Question

How do you find the distance between $\left( 3,-2 \right)$ and $\left( 5,-3 \right)$?

Answer 1

Hint: To start with, we are to find the distance between $\left( 3,-2 \right)$ and $\left( 5,-3 \right)$. We are going to use the Euclidean distance formula in our problem to get the solution. Putting the right values and simplifying the solution will give us the right result. Applying the Euclidean distance formula is the only needed trick here.
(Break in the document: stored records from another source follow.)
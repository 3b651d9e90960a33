//! PyO3 wrapper for Orchestrator
//!
//! Commands return `False`/`None` on failure rather than raising; only
//! construction and checkpoint loading raise.

use pyo3::exceptions::{PyRuntimeError, PyValueError};
use pyo3::prelude::*;
use pyo3::types::PyDict;

use super::types::{parse_orchestrator_config, tick_result_to_py, to_json};
use crate::models::gate::{GateType, TimeWindow};
use crate::orchestrator::Orchestrator as RustOrchestrator;

fn parse_gate_type(name: &str) -> Option<GateType> {
    GateType::ALL.into_iter().find(|t| t.as_str() == name)
}

/// Python wrapper for Rust Orchestrator
///
/// # Example (from Python)
///
/// ```python
/// from airline_simulator_core_rs import Orchestrator
///
/// orch = Orchestrator.new(open("scenario_config.json").read())
/// route = orch.create_route("JFK", "LAX", 250)
/// orch.assign_vehicle_to_route(route, "N101", 2)
/// for _ in range(24):
///     result = orch.tick()
/// print(orch.balance())
/// ```
#[pyclass(name = "Orchestrator")]
pub struct PyOrchestrator {
    inner: RustOrchestrator,
}

#[pymethods]
impl PyOrchestrator {
    /// Create a new orchestrator from a JSON configuration
    ///
    /// Raises ValueError for malformed or invalid configuration.
    #[staticmethod]
    fn new(config_json: &str) -> PyResult<Self> {
        let config = parse_orchestrator_config(config_json)?;
        let inner = RustOrchestrator::new(config)
            .map_err(|e| PyValueError::new_err(format!("Failed to create orchestrator: {}", e)))?;
        Ok(PyOrchestrator { inner })
    }

    /// Restore from a checkpoint produced by `save_state`
    #[staticmethod]
    fn load_state(config_json: &str, state_json: &str) -> PyResult<Self> {
        let config = parse_orchestrator_config(config_json)?;
        let inner = RustOrchestrator::load_state(config, state_json)
            .map_err(|e| PyValueError::new_err(format!("Failed to load state: {}", e)))?;
        Ok(PyOrchestrator { inner })
    }

    /// Advance one simulated hour
    fn tick(&mut self, py: Python) -> PyResult<Py<PyDict>> {
        let result = self
            .inner
            .tick()
            .map_err(|e| PyRuntimeError::new_err(format!("Tick execution failed: {}", e)))?;
        tick_result_to_py(py, &result)
    }

    fn save_state(&self) -> Option<String> {
        self.inner.save_state().ok()
    }

    // ========================================================================
    // Queries
    // ========================================================================

    fn current_tick(&self) -> usize {
        self.inner.current_tick()
    }

    fn current_day(&self) -> usize {
        self.inner.current_day()
    }

    fn current_timestamp(&self) -> String {
        self.inner.current_timestamp().to_string()
    }

    fn balance(&self) -> i64 {
        self.inner.balance()
    }

    fn transactions(&self) -> Option<String> {
        to_json(&self.inner.transactions())
    }

    fn get_route(&self, route_id: &str) -> Option<String> {
        self.inner.get_route(route_id).and_then(to_json)
    }

    fn get_all_routes(&self) -> Option<String> {
        to_json(&self.inner.get_all_routes())
    }

    fn get_route_statistics(&self, route_id: &str) -> Option<String> {
        self.inner
            .get_route_statistics(route_id)
            .as_ref()
            .and_then(to_json)
    }

    fn flight(&self, vehicle_id: &str) -> Option<String> {
        self.inner.flight(vehicle_id).and_then(to_json)
    }

    fn flights(&self) -> Option<String> {
        to_json(&self.inner.flights())
    }

    fn completed_flights(&self) -> Option<String> {
        to_json(&self.inner.completed_flights())
    }

    /// Availability of gates at a location for `[start_minute, start_minute + duration)`
    #[pyo3(signature = (location_id, start_minute, duration_minutes, vehicle_id=None))]
    fn check_gate_availability(
        &self,
        location_id: &str,
        start_minute: u32,
        duration_minutes: u32,
        vehicle_id: Option<&str>,
    ) -> Option<String> {
        self.inner
            .check_gate_availability(
                location_id,
                TimeWindow::new(start_minute, duration_minutes),
                vehicle_id,
            )
            .ok()
            .as_ref()
            .and_then(to_json)
    }

    fn get_gate_statistics(&self, location_id: &str) -> Option<String> {
        self.inner
            .get_gate_statistics(location_id)
            .as_ref()
            .and_then(to_json)
    }

    fn get_waiting_passengers(&self, departure_id: &str, destination_city_id: &str) -> u32 {
        self.inner
            .get_waiting_passengers(departure_id, destination_city_id)
    }

    #[pyo3(signature = (top_n=10))]
    fn get_passenger_statistics(&self, top_n: usize) -> Option<String> {
        to_json(&self.inner.get_passenger_statistics(top_n))
    }

    /// Drain and return the event log as a JSON array
    fn take_events(&mut self) -> Option<String> {
        to_json(&self.inner.take_events())
    }

    // ========================================================================
    // Commands
    // ========================================================================

    fn create_route(
        &mut self,
        origin_id: &str,
        destination_id: &str,
        price_per_passenger: i64,
    ) -> Option<String> {
        self.inner
            .create_route(origin_id, destination_id, price_per_passenger)
            .ok()
    }

    fn delete_route(&mut self, route_id: &str) -> bool {
        self.inner.delete_route(route_id).is_ok()
    }

    fn assign_vehicle_to_route(
        &mut self,
        route_id: &str,
        vehicle_id: &str,
        daily_flights: u32,
    ) -> bool {
        self.inner
            .assign_vehicle_to_route(route_id, vehicle_id, daily_flights)
            .is_ok()
    }

    fn remove_vehicle_from_route(&mut self, route_id: &str, vehicle_id: &str) -> bool {
        self.inner
            .remove_vehicle_from_route(route_id, vehicle_id)
            .is_ok()
    }

    fn update_vehicle_schedule(
        &mut self,
        route_id: &str,
        vehicle_id: &str,
        daily_flights: u32,
    ) -> bool {
        self.inner
            .update_vehicle_schedule(route_id, vehicle_id, daily_flights)
            .is_ok()
    }

    /// Gate type is "exclusive", "preferential" or "common"
    fn purchase_gate(&mut self, location_id: &str, gate_type: &str) -> Option<String> {
        let gate_type = parse_gate_type(gate_type)?;
        self.inner.purchase_gate(location_id, gate_type).ok()
    }

    /// Windows are `(start_minute, duration_minutes)` pairs
    #[pyo3(signature = (route_id, vehicle_id, location_id, windows, preferred_type=None))]
    fn book_gate_slot(
        &mut self,
        route_id: &str,
        vehicle_id: &str,
        location_id: &str,
        windows: Vec<(u32, u32)>,
        preferred_type: Option<&str>,
    ) -> Option<String> {
        let preferred = match preferred_type {
            Some(name) => Some(parse_gate_type(name)?),
            None => None,
        };
        let windows = windows
            .into_iter()
            .map(|(start, duration)| TimeWindow::new(start, duration))
            .collect();
        self.inner
            .book_gate_slot(route_id, vehicle_id, location_id, preferred, windows)
            .ok()
    }

    fn cancel_gate_booking(&mut self, booking_id: &str) -> bool {
        self.inner.cancel_gate_booking(booking_id).is_ok()
    }

    fn block_gate_slot(&mut self, location_id: &str, gate_id: &str, slot_id: &str) -> bool {
        self.inner
            .block_gate_slot(location_id, gate_id, slot_id)
            .is_ok()
    }

    #[pyo3(signature = (vehicle_id, duration_hours=None))]
    fn set_vehicle_maintenance(&mut self, vehicle_id: &str, duration_hours: Option<usize>) -> bool {
        self.inner
            .set_vehicle_maintenance(vehicle_id, duration_hours)
            .is_ok()
    }

    fn end_vehicle_maintenance(&mut self, vehicle_id: &str) -> bool {
        self.inner.end_vehicle_maintenance(vehicle_id).is_ok()
    }
}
Complete step by step solution:
According to the question, we are to find the distance between $\left( 3,-2 \right)$ and $\left( 5,-3 \right)$.
The Euclidean distance d between two given points $\left( a,b \right)$ and $\left( c,d \right)$is given by the distance formula: $d=\sqrt{{{\left( c-a \right)}^{2}}+{{\left( d-b \right)}^{2}}}$.
In our case, we are given, c = 5, d = -3, a = 3 and b = -2.
Thus, we have the distance as, $d=\sqrt{{{\left( 5-3 \right)}^{2}}+{{\left( \left( -3 \right)-\left( -2 \right) \right)}^{2}}}$
Now, simplifying we get, $d=\sqrt{{{\left( 5-3 \right)}^{2}}+{{\left( -3+2 \right)}^{2}}}$
Again, subtracting the numbers and writing them down, we will get,
$\Rightarrow d=\sqrt{{{\left( 2 \right)}^{2}}+{{\left( -1 \right)}^{2}}}$
Removing the squares now, we are getting,
$\Rightarrow d=\sqrt{4+1}=\sqrt{5}$units.
So, the distance of the two given points is, $\sqrt{5}$ units.
Thus, the solution is $\sqrt{5}$ units.

Note: Sometimes you need to find the point that is exactly between two other points. This middle point is called the "midpoint". By definition, a midpoint of a line segment is the point on that line segment that divides the segment in two congruent segments. In mathematics, the Euclidean distance between two points in Euclidean space is the length of a line segment between the two points. It can be calculated from the Cartesian coordinates of the points using the Pythagorean theorem, therefore occasionally being called the Pythagorean distance.